TASK OBJECTIVE: Two lines below mark the span: the one containing "LRU of decoded" and the one containing "FilterBuilder ──finish()──▶ Filter". Set down both, plus every line between, exactly as they stand, and nothing else.

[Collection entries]
::::::::
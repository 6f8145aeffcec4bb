pub mod core;
pub mod storage;
pub mod analysis;
pub mod index;
pub mod scoring;
pub mod search;
pub mod query;
pub mod mvcc;
pub mod writer;
pub mod mmap;
pub mod crypto;

pub use crate::core::config::{Config, TextSearchConfig, MAX_TEXT_SEARCH_RESULTS};
pub use crate::core::database::Ndb;
pub use crate::core::error::{Error, ErrorKind, IngestError, Result};
pub use crate::core::note::Note;
pub use crate::core::stats::{CommonKind, Stat, StatCounts};
pub use crate::core::transaction::Transaction;
pub use crate::core::types::{NoteId, NoteKey, Pubkey, Sig};
pub use crate::query::filter::{Filter, FilterBuilder};
pub use crate::query::types::{FieldKind, SortOrder};
pub use crate::search::results::{QueryResult, TextSearchResult};
pub use crate::writer::ingest::IngestStats;

/*
┌──────────────────────────────────────────────────────────────────────────────┐
│                           NOTEDB STRUCT ARCHITECTURE                         │
└──────────────────────────────────────────────────────────────────────────────┘

┌──────────────────────────────── CORE LAYER ──────────────────────────────────┐
│  struct Ndb                                                                  │
│  │ config: Config              // mapsize, verification, batch, cache size   │
│  │ storage: Storage            // one owned handle over the store directory  │
│  │ analyzer: Analyzer          // same tokenization for index and query      │
│  │ note_cache: NoteCache       // LRU of decoded notes, keyed by NoteKey     │
│                                                                              │
│  struct Transaction<'a>        struct Note            struct Stat            │
│  │ ndb: &Ndb                   │ id, pubkey, sig      │ dbs[DB_COUNT]        │
│  │ snapshot: Arc<Snapshot>     │ created_at, kind     │ common_kinds[15]     │
│                                │ tags, content        │ other_kinds          │
└──────────────────────────────────────────────────────────────────────────────┘

┌──────────────────────────────── QUERY LAYER ─────────────────────────────────┐
│  FilterBuilder ──finish()──▶ Filter ──QueryPlanner──▶ IndexPlan               │
│  (Idle / FieldOpen)          ids authors kinds       Ids > Authors > Tags    │
│                              tags since until limit  > Kinds > CreatedAt     │
│                                                                              │
│  QueryExecutor: scan plan prefixes newest first, Filter::matches, union      │
│                 (RoaringTreemap dedup), sort, truncate to capacity           │
│  TextSearcher:  Analyzer terms ─▶ note_text postings ─▶ BM25 × recency       │
└──────────────────────────────────────────────────────────────────────────────┘

┌──────────────────────────────── WRITE PATH ──────────────────────────────────┐
│  bytes ─▶ IngestPipeline ─▶ Envelope::parse ─▶ validate_note ─▶ NoteWriter    │
│           (per line tally)   RawNote/Wrapped    id + schnorr    WriteTxn     │
│                                                                              │
│  NoteWriter::write_note: note, note_id, note_kind, note_pubkey,              │
│                          note_created_at, note_tags, note_text, meta         │
└──────────────────────────────────────────────────────────────────────────────┘

┌─────────────────────────────── STORAGE LAYER ────────────────────────────────┐
│  struct Storage                      struct MVCCController                   │
│  │ layout: StorageLayout             │ current: RwLock<Arc<Snapshot>>        │
│  │ mvcc: MVCCController                                                      │
│  │ log: Mutex<CommitLog>  (writer)   │ current_version: AtomicU64            │
│  │ _lock: FileLock        (flock)    struct Snapshot                         │
│                                      │ dbs: [Arc<BTreeMap<key, ValueRef>>]   │
│  data.ndb: [header][commit]...       │ data: Arc<MmapFile>                   │
│  commit:   [magic][len][crc][body]                                           │
└──────────────────────────────────────────────────────────────────────────────┘
*/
::::::::
YOUR RESPONSE:
│  │ note_cache: NoteCache       // LRU of decoded notes, keyed by NoteKey     │
│                                                                              │
│  struct Transaction<'a>        struct Note            struct Stat            │
│  │ ndb: &Ndb                   │ id, pubkey, sig      │ dbs[DB_COUNT]        │
│  │ snapshot: Arc<Snapshot>     │ created_at, kind     │ common_kinds[15]     │
│                                │ tags, content        │ other_kinds          │
└──────────────────────────────────────────────────────────────────────────────┘

┌──────────────────────────────── QUERY LAYER ─────────────────────────────────┐
│  FilterBuilder ──finish()──▶ Filter ──QueryPlanner──▶ IndexPlan               │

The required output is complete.